A Sunny Day in Glasgow

Ashes Grammar

(Mis Ojos Discos; 2009)

By Conrad Amenta | 7 October 2009

At what moment did Animal Collective’s Merriweather Post Pavilion first announce itself as some next-level candidate for album of the year? If you said somewhere between the ecstatic outburst of drumming in opener “In the Flowers” and the first chorus of “My Girls”—which is to say, somewhere in the album’s opening minutes—then you’re not alone. There’s something about those segments that’s almost biological, something that makes attentions and skins prick alike. Shit’s fundamental. And despite Animal Collective’s tendency towards whooshing abstractions their particular kind of melodic and percussive perfection has appeal that’s pretty much immediate if most’s nigh hyperbolic reactions are any indication. When “My Girls” leaked there seemed to be an almost universal acknowledgment that MPP would be an album that was impossible to ignore, an album that would be, as a foregone conclusion, simply great.

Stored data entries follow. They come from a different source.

use crate::database::postgres_repository::PostgresRepository;
use crate::error::app_error::AppError;
use crate::models::pagination::PaginationParams;
use crate::models::trip::{Trip, TripRequest};
use uuid::Uuid;

const TRIP_COLUMNS: &str = "id, user_id, country, entry_date, exit_date, visa_type, max_days, passport_country, notes, created_at, updated_at";

#[async_trait::async_trait]
pub trait TripRepository {
    async fn create_trip(&self, request: &TripRequest, user_id: &Uuid) -> Result<Trip, AppError>;
    async fn get_trip(&self, id: &Uuid, user_id: &Uuid) -> Result<Option<Trip>, AppError>;
    /// One page of trips, newest entry first, with the total count.
    async fn list_trips(&self, pagination: &PaginationParams, user_id: &Uuid) -> Result<(Vec<Trip>, i64), AppError>;
    /// Every trip of the user, oldest entry first.
    async fn list_all_trips(&self, user_id: &Uuid) -> Result<Vec<Trip>, AppError>;
    async fn update_trip(&self, id: &Uuid, request: &TripRequest, user_id: &Uuid) -> Result<Option<Trip>, AppError>;
    /// Returns whether a trip was deleted.
    async fn delete_trip(&self, id: &Uuid, user_id: &Uuid) -> Result<bool, AppError>;
}

#[async_trait::async_trait]
impl TripRepository for PostgresRepository {
    async fn create_trip(&self, request: &TripRequest, user_id: &Uuid) -> Result<Trip, AppError> {
        let query = format!(
            r#"
            INSERT INTO country_visit (user_id, country, entry_date, exit_date, visa_type, max_days, passport_country, notes)
            VALUES ($1, $2, $3, $4, $5, $6, $7, $8)
            RETURNING {TRIP_COLUMNS}
            "#
        );

        let trip = sqlx::query_as::<_, Trip>(&query)
            .bind(user_id)
            .bind(&request.country)
            .bind(request.entry_date)
            .bind(request.exit_date)
            .bind(request.visa_type)
            .bind(request.max_days)
            .bind(&request.passport_country)
            .bind(&request.notes)
            .fetch_one(&self.pool)
            .await?;

        Ok(trip)
    }

    async fn get_trip(&self, id: &Uuid, user_id: &Uuid) -> Result<Option<Trip>, AppError> {
        let query = format!("SELECT {TRIP_COLUMNS} FROM country_visit WHERE id = $1 AND user_id = $2");
        let trip = sqlx::query_as::<_, Trip>(&query).bind(id).bind(user_id).fetch_optional(&self.pool).await?;

        Ok(trip)
    }

    async fn list_trips(&self, pagination: &PaginationParams, user_id: &Uuid) -> Result<(Vec<Trip>, i64), AppError> {
        let total: i64 = sqlx::query_scalar("SELECT COUNT(*) FROM country_visit WHERE user_id = $1")
            .bind(user_id)
            .fetch_one(&self.pool)
            .await?;

        // NULL limit/offset leave the result unpaginated.
        let query = format!(
            r#"
            SELECT {TRIP_COLUMNS}
            FROM country_visit
            WHERE user_id = $1
            ORDER BY entry_date DESC, created_at DESC
            LIMIT $2 OFFSET $3
            "#
        );

        let trips = sqlx::query_as::<_, Trip>(&query)
            .bind(user_id)
            .bind(pagination.effective_limit())
            .bind(pagination.offset())
            .fetch_all(&self.pool)
            .await?;

        Ok((trips, total))
    }

    async fn list_all_trips(&self, user_id: &Uuid) -> Result<Vec<Trip>, AppError> {
        let query = format!("SELECT {TRIP_COLUMNS} FROM country_visit WHERE user_id = $1 ORDER BY entry_date ASC");
        let trips = sqlx::query_as::<_, Trip>(&query).bind(user_id).fetch_all(&self.pool).await?;

        Ok(trips)
    }

    async fn update_trip(&self, id: &Uuid, request: &TripRequest, user_id: &Uuid) -> Result<Option<Trip>, AppError> {
        let query = format!(
            r#"
            UPDATE country_visit
            SET country = $3,
                entry_date = $4,
                exit_date = $5,
                visa_type = $6,
                max_days = $7,
                passport_country = $8,
                notes = $9,
                updated_at = now()
            WHERE id = $1 AND user_id = $2
            RETURNING {TRIP_COLUMNS}
            "#
        );

        let trip = sqlx::query_as::<_, Trip>(&query)
            .bind(id)
            .bind(user_id)
            .bind(&request.country)
            .bind(request.entry_date)
            .bind(request.exit_date)
            .bind(request.visa_type)
            .bind(request.max_days)
            .bind(&request.passport_country)
            .bind(&request.notes)
            .fetch_optional(&self.pool)
            .await?;

        Ok(trip)
    }

    async fn delete_trip(&self, id: &Uuid, user_id: &Uuid) -> Result<bool, AppError> {
        let result = sqlx::query("DELETE FROM country_visit WHERE id = $1 AND user_id = $2")
            .bind(id)
            .bind(user_id)
            .execute(&self.pool)
            .await?;

        Ok(result.rows_affected() > 0)
    }
}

It turned out to be more complicated than that of course, with the album’s success a confluence of the band’s gradual development towards accessibility, that it followed Panda Bear’s much-lauded Person Pitch (2007), the demographic penetration of those early leaks, the unintentional and still strategically perfect endorsements by certain other popular bands, etc. Nonetheless: the rest is history. MPP seems destined for most media outlets’ AOTY list, in a spot right at the top.

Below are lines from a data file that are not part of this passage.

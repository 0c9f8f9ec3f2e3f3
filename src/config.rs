use rocket::figment::{
    Figment,
    providers::{Env, Format, Toml},
};
use serde::{Deserialize, Serialize};

pub const DEFAULT_API_BASE_PATH: &str = "/api";

#[derive(Debug, Deserialize, Serialize, Clone, Default)]
pub struct Config {
    pub database: DatabaseConfig,
    pub server: ServerConfig,
    pub logging: LoggingConfig,
    pub cors: CorsConfig,
    pub api: ApiConfig,
    pub rate_limit: RateLimitConfig,
    pub session: SessionConfig,
    pub csrf: CsrfConfig,
    pub cache: CacheConfig,
    pub email_parser: EmailParserConfig,
    pub app: AppConfig,
}

#[derive(Debug, Deserialize, Serialize, Clone)]
pub struct DatabaseConfig {
    pub url: String,
    pub max_connections: u32,
    pub min_connections: u32,
    pub acquire_timeout: u64,
    /// Apply the embedded migrations when the pool comes up.
    pub run_migrations: bool,
}

#[derive(Debug, Deserialize, Serialize, Clone)]
pub struct ServerConfig {
    pub port: u16,
    pub address: String,
}

#[derive(Debug, Deserialize, Serialize, Clone)]
pub struct LoggingConfig {
    pub level: String,
    pub json_format: bool,
}

#[derive(Debug, Deserialize, Serialize, Clone)]
pub struct CorsConfig {
    pub allowed_origins: Vec<String>,
    pub allow_credentials: bool,
}

#[derive(Debug, Deserialize, Serialize, Clone)]
pub struct ApiConfig {
    pub base_path: String,
    pub additional_base_paths: Vec<String>,
    pub enable_swagger: bool,
}

#[derive(Debug, Deserialize, Serialize, Clone)]
pub struct RateLimitConfig {
    pub read_limit: u32,
    pub mutation_limit: u32,
    pub auth_limit: u32,
    pub window_seconds: u64,
    pub cleanup_interval_seconds: u64,
    pub require_client_ip: bool,
}

#[derive(Debug, Deserialize, Serialize, Clone)]
pub struct SessionConfig {
    pub ttl_seconds: i64,
}

#[derive(Debug, Deserialize, Serialize, Clone)]
pub struct CsrfConfig {
    pub enabled: bool,
}

#[derive(Debug, Deserialize, Serialize, Clone)]
pub struct CacheConfig {
    pub ttl_seconds: u64,
    pub cleanup_interval_seconds: u64,
}

#[derive(Debug, Deserialize, Serialize, Clone)]
pub struct EmailParserConfig {
    /// Results scoring below this are rejected.
    pub confidence_threshold: f64,
    /// Reject results missing the fields their category needs.
    pub strict_mode: bool,
}

#[derive(Debug, Deserialize, Serialize, Clone)]
pub struct AppConfig {
    /// IANA name used when a user has no usable timezone of their own.
    pub default_timezone: String,
}

impl Default for DatabaseConfig {
    fn default() -> Self {
        Self {
            url: "postgres://localhost/dino".to_string(),
            max_connections: 16,
            min_connections: 4,
            acquire_timeout: 5,
            run_migrations: true,
        }
    }
}

impl Default for ServerConfig {
    fn default() -> Self {
        Self {
            port: 8000,
            address: "127.0.0.1".to_string(),
        }
    }
}

impl Default for LoggingConfig {
    fn default() -> Self {
        Self {
            level: "info".to_string(),
            json_format: false,
        }
    }
}

impl Default for CorsConfig {
    fn default() -> Self {
        Self {
            allowed_origins: vec!["http://localhost:3000".to_string()],
            allow_credentials: true,
        }
    }
}

impl Default for ApiConfig {
    fn default() -> Self {
        Self {
            base_path: DEFAULT_API_BASE_PATH.to_string(),
            additional_base_paths: Vec::new(),
            enable_swagger: true,
        }
    }
}

impl Default for RateLimitConfig {
    fn default() -> Self {
        Self {
            read_limit: 300,
            mutation_limit: 60,
            auth_limit: 10,
            window_seconds: 60,
            cleanup_interval_seconds: 300,
            require_client_ip: false,
        }
    }
}

impl Default for SessionConfig {
    fn default() -> Self {
        Self { ttl_seconds: 60 * 60 * 24 * 30 }
    }
}

impl Default for CsrfConfig {
    fn default() -> Self {
        Self { enabled: true }
    }
}

impl Default for CacheConfig {
    fn default() -> Self {
        Self {
            ttl_seconds: 300,
            cleanup_interval_seconds: 60,
        }
    }
}

impl Default for EmailParserConfig {
    fn default() -> Self {
        Self {
            confidence_threshold: 0.6,
            strict_mode: false,
        }
    }
}

impl Default for AppConfig {
    fn default() -> Self {
        Self {
            default_timezone: "Asia/Seoul".to_string(),
        }
    }
}

impl Config {
    /// Load configuration from multiple sources in priority order:
    /// 1. Built-in defaults
    /// 2. Dino.toml
    /// 3. Environment variables prefixed with DINO_, sections split on `__`
    ///    (e.g. DINO_RATE_LIMIT__AUTH_LIMIT)
    /// 4. DATABASE_URL
    pub fn load() -> Result<Self, figment::Error> {
        Self::figment()?.extract()
    }

    fn figment() -> Result<Figment, figment::Error> {
        let defaults = toml::to_string(&Config::default()).map_err(|e| figment::Error::from(e.to_string()))?;

        Ok(Figment::new()
            .merge(Toml::string(&defaults))
            .merge(Toml::file("Dino.toml"))
            .merge(Env::prefixed("DINO_").split("__"))
            .merge(Env::raw().only(&["DATABASE_URL"]).map(|_| "database.url".into())))
    }
}
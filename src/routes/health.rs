use crate::models::health::HealthResponse;
use rocket::get;
use rocket::serde::json::Json;
use rocket_okapi::openapi;

/// Liveness check
#[openapi(tag = "Health")]
#[get("/")]
pub async fn healthcheck() -> Json<HealthResponse> {
    Json(HealthResponse::ok())
}

pub fn routes() -> (Vec<rocket::Route>, okapi::openapi3::OpenApi) {
    rocket_okapi::openapi_get_routes_spec![healthcheck]
}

There’s some bittersweet notion then that an album as good as A Sunny Day in Glasgow’s Ashes Grammar is going to get slept on even in a year when a band like Animal Collective will top year end lists. Should this not instead be the year of cosmic justice, of bedfellows and demographic emergence? Why can’t one lead to the other? What better year than a year when Animal Collective becomes the mainstream for everyone to get turned on to exciting sounds of this Philadelphia band?

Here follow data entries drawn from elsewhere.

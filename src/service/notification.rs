use crate::database::trip::TripRepository;
use crate::database::visa::VisaRepository;
use crate::error::app_error::AppError;
use crate::models::notification::{Notification, NotificationKind, Severity};
use crate::models::trip::Trip;
use crate::models::visa::UserVisa;
use crate::schengen::{ComplianceLevel, Visit, calculate_status, compliance_level};
use chrono::NaiveDate;
use uuid::Uuid;

/// Visas expiring within this many days get a notice, and expired visas stay
/// listed for the same number of days after expiry.
pub const VISA_EXPIRY_NOTICE_DAYS: i64 = 30;
/// Days left on an ongoing stay at which a warning starts.
pub const STAY_LIMIT_NOTICE_DAYS: i64 = 7;

pub struct NotificationService<'a, R> {
    repository: &'a R,
}

impl<'a, R> NotificationService<'a, R>
where
    R: TripRepository + VisaRepository + Sync,
{
    pub fn new(repository: &'a R) -> Self {
        NotificationService { repository }
    }

    pub async fn notifications(&self, user_id: &Uuid, today: NaiveDate) -> Result<Vec<Notification>, AppError> {
        let trips = self.repository.list_all_trips(user_id).await?;
        let visas = self.repository.list_visas(user_id).await?;

        Ok(build_notifications(&trips, &visas, today))
    }
}

/// Most severe first.
pub fn build_notifications(trips: &[Trip], visas: &[UserVisa], today: NaiveDate) -> Vec<Notification> {
    let mut notifications = Vec::new();

    let visits: Vec<Visit> = trips.iter().map(Visit::from).collect();
    if let Some(notification) = schengen_notification(&visits, today) {
        notifications.push(notification);
    }
    notifications.extend(visas.iter().filter_map(|visa| visa_notification(visa, today)));
    notifications.extend(trips.iter().filter_map(|trip| stay_limit_notification(trip, today)));

    notifications.sort_by(|a, b| b.severity.cmp(&a.severity));
    notifications
}

fn schengen_notification(visits: &[Visit], today: NaiveDate) -> Option<Notification> {
    let status = calculate_status(visits, today);
    let level = compliance_level(&status);
    let remaining_days = status.remaining_days;

    let (severity, title, message) = match level {
        ComplianceLevel::Safe => return None,
        ComplianceLevel::Caution => (Severity::Info, "Schengen allowance running low", format!("{remaining_days} Schengen days left in the current 180-day window")),
        ComplianceLevel::Warning => (Severity::Warning, "Schengen allowance almost used", format!("Only {remaining_days} Schengen days left in the current 180-day window")),
        ComplianceLevel::Danger => (Severity::Critical, "Schengen limit imminent", format!("Only {remaining_days} Schengen days left, plan your exit")),
        ComplianceLevel::Violation => (
            Severity::Critical,
            "Schengen limit exceeded",
            format!("{} days used in the last 180 days, over the 90-day limit", status.used_days),
        ),
    };

    Some(Notification {
        severity,
        title: title.to_string(),
        message,
        kind: NotificationKind::SchengenCompliance { level, remaining_days },
    })
}

fn visa_notification(visa: &UserVisa, today: NaiveDate) -> Option<Notification> {
    let days_left = visa.days_until_expiry(today);

    if visa.is_expired(today) {
        if -days_left > VISA_EXPIRY_NOTICE_DAYS {
            return None;
        }
        return Some(Notification {
            severity: Severity::Warning,
            title: format!("{} visa expired", visa.country),
            message: format!("Your {} visa expired on {}", visa.country, visa.expiry_date),
            kind: NotificationKind::VisaExpired {
                visa_id: visa.id,
                country: visa.country.clone(),
                expiry_date: visa.expiry_date,
            },
        });
    }

    if days_left > VISA_EXPIRY_NOTICE_DAYS {
        return None;
    }

    let severity = if days_left <= 7 { Severity::Critical } else { Severity::Warning };
    let message = match days_left {
        0 => format!("Your {} visa expires today", visa.country),
        1 => format!("Your {} visa expires tomorrow", visa.country),
        _ => format!("Your {} visa expires in {days_left} days, on {}", visa.country, visa.expiry_date),
    };

    Some(Notification {
        severity,
        title: format!("{} visa expiring", visa.country),
        message,
        kind: NotificationKind::VisaExpiring {
            visa_id: visa.id,
            country: visa.country.clone(),
            expiry_date: visa.expiry_date,
            days_left,
        },
    })
}

fn stay_limit_notification(trip: &Trip, today: NaiveDate) -> Option<Notification> {
    // max_days 0 means no per-stay limit is tracked
    if !trip.is_ongoing() || trip.max_days <= 0 || trip.entry_date > today {
        return None;
    }

    let days_stayed = trip.days_stayed(today);
    let max_days = i64::from(trip.max_days);
    let left = max_days - days_stayed;

    let (severity, message) = if left < 0 {
        (Severity::Critical, format!("{days_stayed} days in {}, {} over the {max_days}-day limit", trip.country, -left))
    } else if left <= STAY_LIMIT_NOTICE_DAYS {
        (Severity::Warning, format!("{days_stayed} of {max_days} days used in {}", trip.country))
    } else {
        return None;
    };

    Some(Notification {
        severity,
        title: format!("Stay limit in {}", trip.country),
        message,
        kind: NotificationKind::OngoingStayLimit {
            trip_id: trip.id,
            country: trip.country.clone(),
            days_stayed,
            max_days,
        },
    })
}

Which brings us to “Failure,” the second fully formed song from the band’s second album, which also serves as unintentional announcement and biological catalyst of the greater beast that is Ashes Grammar and 2009’s other best album. Consider this review preemptive: the album is more likely to be remembered for being released in the same year as MPP as it is for its own merits and I’m yelling from the rooftops here. This band may not have the same confluence of events or context on their side with which to launch the record to exciting places, but “Failure,” whether listened to loudly or intimately in headphones, somehow stirs those same reserves as “My Girls”; it’s stratospheric keys and tumbling drums appeal on a similarly genetic level; it implies that the music to follow—every gorgeous lick of it—should be impossible to ignore. Ashes Grammar should launch a career.

Maybe it shouldn’t come as a huge surprise. Scribble Mural Comic Journal (2006) was a pretty good album too. But the undeniable quality of this follow up (again, like MPP) hits like bricks. The formula the band established with Scribble—that of textural ambience and the Daniels sisters’ dense vocal melodies over conventional rhythm—is here exploded with perfect production to match depth to breadth. The songs hum like electricity and thump like groundswells, surprising and shifting with innovative pacing and dynamics. But they also sound natural and unhurried, seamlessly patched. The sisters’ unidentifiable lyrics are no less engrossing for their incomprehensibility; the preempted mini-pastiche of each short song no less committed to the album’s overall aesthetic. That “Ashes Grammer” is divided from “Ashes Math” makes as much sense as their sum when combined. “Close Chorus” continues Scribble‘s tendency to not only approximate but maybe even improve upon Stereolab’s electro-lounge before to evolves—again, so naturally that it’s almost unnoticeable—into some of the best shoegazing pop to come out this year; and then “Shy” picks it up where “Close Chorus” ends. “Passionate Introverts (Dinosaurs)” shimmies and shivers with trembling ambient noise and melodic techno. And together it’s ineluctable truth: A Sunny Day in Glasgow are writing years ahead of where they should be for such a young band, forming gargantuan records of consistently enjoyable and inventive melodic rock.

It’s a direct line I’m drawing here between this group and Animal Collective, and that’s intentional. What I’m grasping at is that there are things that both bands have done—Animal Collective as 2009 opened and A Sunny Day in Glasgow as it’s drawing to a close—that might serve as indication of what bands, any bands, can do to trigger that universal reptilian brain, that reflexive motion up one’s own spine, that tap into something inexplicable when a melody becomes unforgettable. There’s a sugary core of melody, rhythm and impeccable production that renders near any record universal. Animal Collective earned their accolades, not just with MPP but with Sung Tongs (2004) through Strawberry Jam (2007); Ashes is A Sunny Day’s stripes, their first truly great album of scope. If it’s any indication the group’s potential scales enormous.